| Crates.io | vector-nexus |
| lib.rs | vector-nexus |
| version | 0.1.0 |
| created_at | 2025-04-28 16:28:38.157317+00 |
| updated_at | 2025-04-28 16:28:38.157317+00 |
| description | Abstraction layer for multiple vector databases with schema generation and RAG support. |
| homepage | https://github.com/DevsHero/vector-nexus |
| repository | https://github.com/DevsHero/vector-nexus.git |
| max_upload_size | |
| id | 1652331 |
| size | 204,125 |
Vector Nexus provides a unified trait (VectorStore) and schema definition (IndexSchema) for interacting with various vector databases in Rust. It aims to abstract the specific implementation details of different vector stores, allowing you to switch between them more easily in your applications (like RAG engines).
A key feature facilitated by the VectorStore trait is Auto-Schema Generation.
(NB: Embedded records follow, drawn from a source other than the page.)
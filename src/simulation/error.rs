//! Error types for the traffic simulation core

use thiserror::Error;

use super::types::JunctionId;

/// Which kind of identifier failed range validation
#[derive(Debug, Clone, Copy, PartialEq, Eq)]
pub enum IdKind {
    Junction,
    Vehicle,
    Phase,
}

#[derive(Debug, Error, PartialEq)]
pub enum SimError {
    #[error("{kind:?} id {id} is out of range")]
    InvalidId { kind: IdKind, id: usize },

    #[error("cannot remove from an empty priority queue")]
    EmptyQueue,

    #[error("cannot extract from an empty heap")]
    EmptyHeap,

    #[error("heap is full (capacity {0})")]
    HeapFull(usize),

    #[error("no route from junction {from} to junction {to}")]
    NoPath { from: JunctionId, to: JunctionId },

    #[error("no road from junction {from} to junction {to}")]
    NoRoad { from: JunctionId, to: JunctionId },

    #[error("vehicle capacity of {max} exceeded")]
    CapacityExceeded { max: usize },

    #[error("invalid road: {0}")]
    InvalidRoad(String),

    #[error("invalid route weights: {0}")]
    InvalidWeights(String),

    #[error("traffic volume must be greater than zero (got {0})")]
    InvalidTrafficVolume(usize),

    #[error("random traffic needs at least two junctions")]
    NotEnoughJunctions,
}

impl SimError {
    pub fn junction(id: usize) -> Self {
        SimError::InvalidId {
            kind: IdKind::Junction,
            id,
        }
    }
}

pub type SimResult<T> = Result<T, SimError>;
This addresses the challenge of keeping the application's understanding of the database structure synchronized with the actual database.
The Problem:
RAG (Retrieval-Augmented Generation) applications often need to know the structure of the underlying vector database – specifically, the names of different data collections (like "profile", "experience", "documents") and the relevant fields within each collection (like "name", "company_name", "content", "tags"). Manually defining this structure in a configuration file (IndexSchema) can be tedious and error-prone, especially if the database schema evolves.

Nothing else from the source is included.